In this case, experienced electricians do so. They take an incandescent lamp and connect it to the expected primary winding in series. Then one winding output and the output of the lamp is connected to the 220 V network. If the transformer is designed for 220 V, the lamp will not light up because the applied voltage of 220 V is fully balanced with the self-induction EMF of the winding. EMF and applied voltage are directed oppositely. Therefore, a small current – transformer idle current – will flow through the incandescent lamp. The value of this current is not sufficient to heat up the filament in the incandescent lamp. For this reason, the lamp is not glowing.
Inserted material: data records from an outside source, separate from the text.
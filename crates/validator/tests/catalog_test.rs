//! Integration tests for the predicate catalog, driven by rule name.
//!
//! Every case goes through `Input::check`, so aliases, default arguments
//! and negation are exercised together with the predicate itself.

use pretty_assertions::assert_eq;
use rstest::rstest;
use serde_json::{Value, json};
use sieve_validator::prelude::*;

fn check(value: Value, rule: &str, args: &[Value]) -> bool {
    Input::new(value)
        .check(rule, args)
        .unwrap_or_else(|e| panic!("{rule} failed to dispatch: {e}"))
}

// ============================================================================
// STRINGS AND TYPES
// ============================================================================

#[rstest]
#[case::is_string("isString")]
#[case::required("required")]
#[case::has_value("hasValue")]
fn plain_string_is_present(#[case] rule: &str) {
    assert!(check(json!("TestStringValue"), rule, &[]));
}

#[rstest]
#[case(json!("0"))]
#[case(json!(""))]
#[case(json!(0))]
fn empty_sentinels_are_not_required(#[case] value: Value) {
    assert!(!check(value.clone(), "required", &[]));
    assert!(check(value, "!required", &[]));
}

#[rstest]
#[case(json!("Is string"), "isString")]
#[case(json!(true), "isInt")]
#[case(json!(22.12), "isFloat")]
#[case(json!([1, 2, 3]), "isArray")]
#[case(json!({}), "isObject")]
#[case(json!(false), "isBool")]
#[case(json!("222.33"), "number")]
#[case(json!(100), "positive")]
#[case(json!(-100), "negative")]
fn data_types(#[case] value: Value, #[case] rule: &str) {
    assert!(check(value, rule, &[]));
}

#[test]
fn bounds_are_inclusive() {
    assert!(check(json!(10), "min", &[json!(10)]));
    assert!(check(json!(10), "max", &[json!(10)]));
    assert!(!check(json!(10), "moreThan", &[json!(10)]));
    assert!(check(json!("Lorem ipsum"), "length", &[json!(1), json!(11)]));
    assert!(!check(json!("Lorem ipsum"), "length", &[json!(1), json!(10)]));
    assert!(check(json!("22222"), "equalLength", &[json!(5)]));
}

#[test]
fn equality() {
    assert!(check(json!("hello"), "equal", &[json!("hello")]));
    assert!(check(json!("world"), "notEqual", &[json!("hello")]));
    assert!(!check(json!("10"), "isEqualTo", &[json!(10)]));
    assert!(check(json!("10"), "isLooselyEqualTo", &[json!(10)]));
    assert!(check(json!("b"), "isInArray", &[json!(["a", "b"])]));
}

// ============================================================================
// FORMATS
// ============================================================================

#[rstest]
#[case(json!("#CCC"), "isHexColor", true)]
#[case(json!("#F1F1F1"), "hex", true)]
#[case(json!("#F1F1F"), "hex", false)]
#[case(json!("john.doe-gmail.com"), "email", false)]
#[case(json!("+46 (0) 702-83 27 12"), "phone", true)]
#[case(json!("HelloWorld"), "atoZ", true)]
#[case(json!("welloworld"), "lowerAtoZ", true)]
#[case(json!("HELLOWORLD"), "upperAtoZ", true)]
#[case(json!("example.se"), "domain", true)]
#[case(json!("https://example.se"), "url", true)]
#[case(json!("1922-03-01"), "date", true)]
#[case(json!("MyStrongPass"), "lossyPassword", true)]
#[case(json!("My@StrongPass12"), "strictPassword", true)]
#[case(json!("MyStrongPass"), "strictPassword", false)]
fn formats(#[case] value: Value, #[case] rule: &str, #[case] expected: bool) {
    assert_eq!(check(value, rule, &[]), expected);
}

#[test]
fn zip_strips_formatting() {
    assert!(check(json!("252522"), "zip", &[json!(5)]));
    assert!(check(json!("252 52"), "zip", &[json!(5), json!(5)]));
    assert!(!check(json!("252 52"), "zip", &[json!(6)]));
}

#[test]
fn find_in_string() {
    assert!(check(json!("Hello world!"), "findInString", &[json!("world")]));
    assert!(check(json!("Hello world!"), "findInString", &[json!("world"), json!(6)]));
    assert!(!check(json!("Hello world!"), "findInString", &[json!("world"), json!(0)]));
}

#[test]
fn versions() {
    assert!(check(json!("1.2.3"), "validVersion", &[json!(true)]));
    assert!(check(json!("1.2.0"), "versionCompare", &[json!("1.2.0")]));
    assert!(check(json!("1.10.0"), "versionCompare", &[json!("1.9.0"), json!(">")]));
    assert!(!check(
        json!("1.2.0"),
        "versionCompare",
        &[json!("1.2.0"), json!("not-an-operator")]
    ));
}

#[test]
fn age_uses_the_clock() {
    assert!(check(json!("1988-08-21"), "age", &[json!(18)]));
    assert!(!check(json!("not a date"), "age", &[json!(18)]));
}

// ============================================================================
// IDENTITY NUMBERS
// ============================================================================

#[rstest]
#[case(json!("8808218329"), "socialNumber", false)]
#[case(json!("811228-9874"), "personalNumber", true)]
#[case(json!("4030000010001234"), "creditCard", true)]
#[case(json!("556016-0680"), "orgNumber", true)]
#[case(json!("SE556016068001"), "vatNumber", true)]
#[case(json!("811228-9874"), "isMale", true)]
#[case(json!("811228-9882"), "isFemale", true)]
fn identity_numbers(#[case] value: Value, #[case] rule: &str, #[case] expected: bool) {
    assert_eq!(check(value, rule, &[]), expected);
}

// ============================================================================
// HTTP
// ============================================================================

#[rstest]
#[case("GET")]
#[case("POST")]
#[case("PUT")]
#[case("DELETE")]
#[case("PATCH")]
#[case("HEAD")]
#[case("OPTIONS")]
#[case("options")]
fn request_methods(#[case] method: &str) {
    assert!(check(json!(method), "isRequestMethod", &[]));
}

// ============================================================================
// COMBINATORS
// ============================================================================

#[test]
fn one_of_and_all_of_by_name() {
    let one = json!({ "length": [120, 200], "isString": [] });
    let all = json!({ "length": [1, 200], "isString": [] });
    assert!(check(json!("Lorem ipsum"), "oneOf", &[one.clone()]));
    assert!(check(json!("Lorem ipsum"), "allOf", &[all]));
    assert!(!check(json!("Lorem ipsum"), "allOf", &[one]));
}

#[test]
fn combinators_propagate_unknown_rules() {
    let rules = json!({ "isString": [], "isBanana": [] });
    assert_eq!(
        Input::new("x").check("oneOf", &[rules]),
        Err(DispatchError::unknown("isBanana"))
    );
}

// ============================================================================
// DNS
// ============================================================================

fn offline_env() -> Environment {
    Environment::default().with_resolver(
        StaticResolver::new()
            .with_record("creativearmy.se", RecordType::Mx, "10 mail.creativearmy.se")
            .with_record("creativearmy.se", RecordType::A, "192.0.2.10"),
    )
}

#[test]
fn dns_rules_consult_the_resolver() {
    let mut email = Input::with_environment("daniel@creativearmy.se", offline_env());
    assert!(email.check("isDeliverableEmail", &[]).unwrap());

    let mut host = Input::with_environment("creativearmy.se", offline_env());
    assert!(host.check("isMxRecord", &[]).unwrap());
    assert!(host.check("isDnsRecord", &[json!("a")]).unwrap());
    assert_eq!(
        host.dispatch("dnsRecords", &[json!("MX")]).unwrap().passed(),
        Some(true)
    );

    let mut missing = Input::with_environment("examplethatwillfail.se", offline_env());
    assert!(!missing.check("isAddressRecord", &[]).unwrap());
    assert!(missing.check("notIsDns", &[]).unwrap());
}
If the lamp illuminates even at full intensity, such a transformer can not be supplied with 220 V; it is not designed for such voltage.
Very often, you can find a transformer with many leads. This means that it has several secondary windings. You can recognize the voltage of each of them as follows.
Previously, we looked at how to check a transformer with a multimeter and determine the primary winding with respect to resistance. You can also use an incandescent lamp to make sure that it is designed for 220 V (230 V).
Now it is a small matter. Supply to the primary winding 220 V and measure the AC voltage on the remaining windings’ outputs with a multimeter.
Connecting the Transformer Windings
The secondary windings of the transformer are connected in series and less often in parallel. In the case of a serial connection, the windings can be switched on in and out of sequence.
The matching of the transformer windings is used to obtain a higher voltage than one of the windings. In the case of a consensual connection, the beginning of one winding, indicated by a dot or cross in the wiring diagrams, is connected to the end of the previous winding. Here, remember that the maximum current of all connected windings should not exceed the value of the one calculated for the smallest current.
At a counter connection, the beginning or ends of the windings are connected together. In case of a cross-connection, the EMFs are directed counter-current. At the outputs, the EMFs’ difference is obtained: the smaller value is taken from, the larger one. If two windings with equal values of EMU are connected on the counter connection, there will be zero at the outputs.
Now you know how to test the transformer with a multimeter, and you can also find the primary and secondary windings.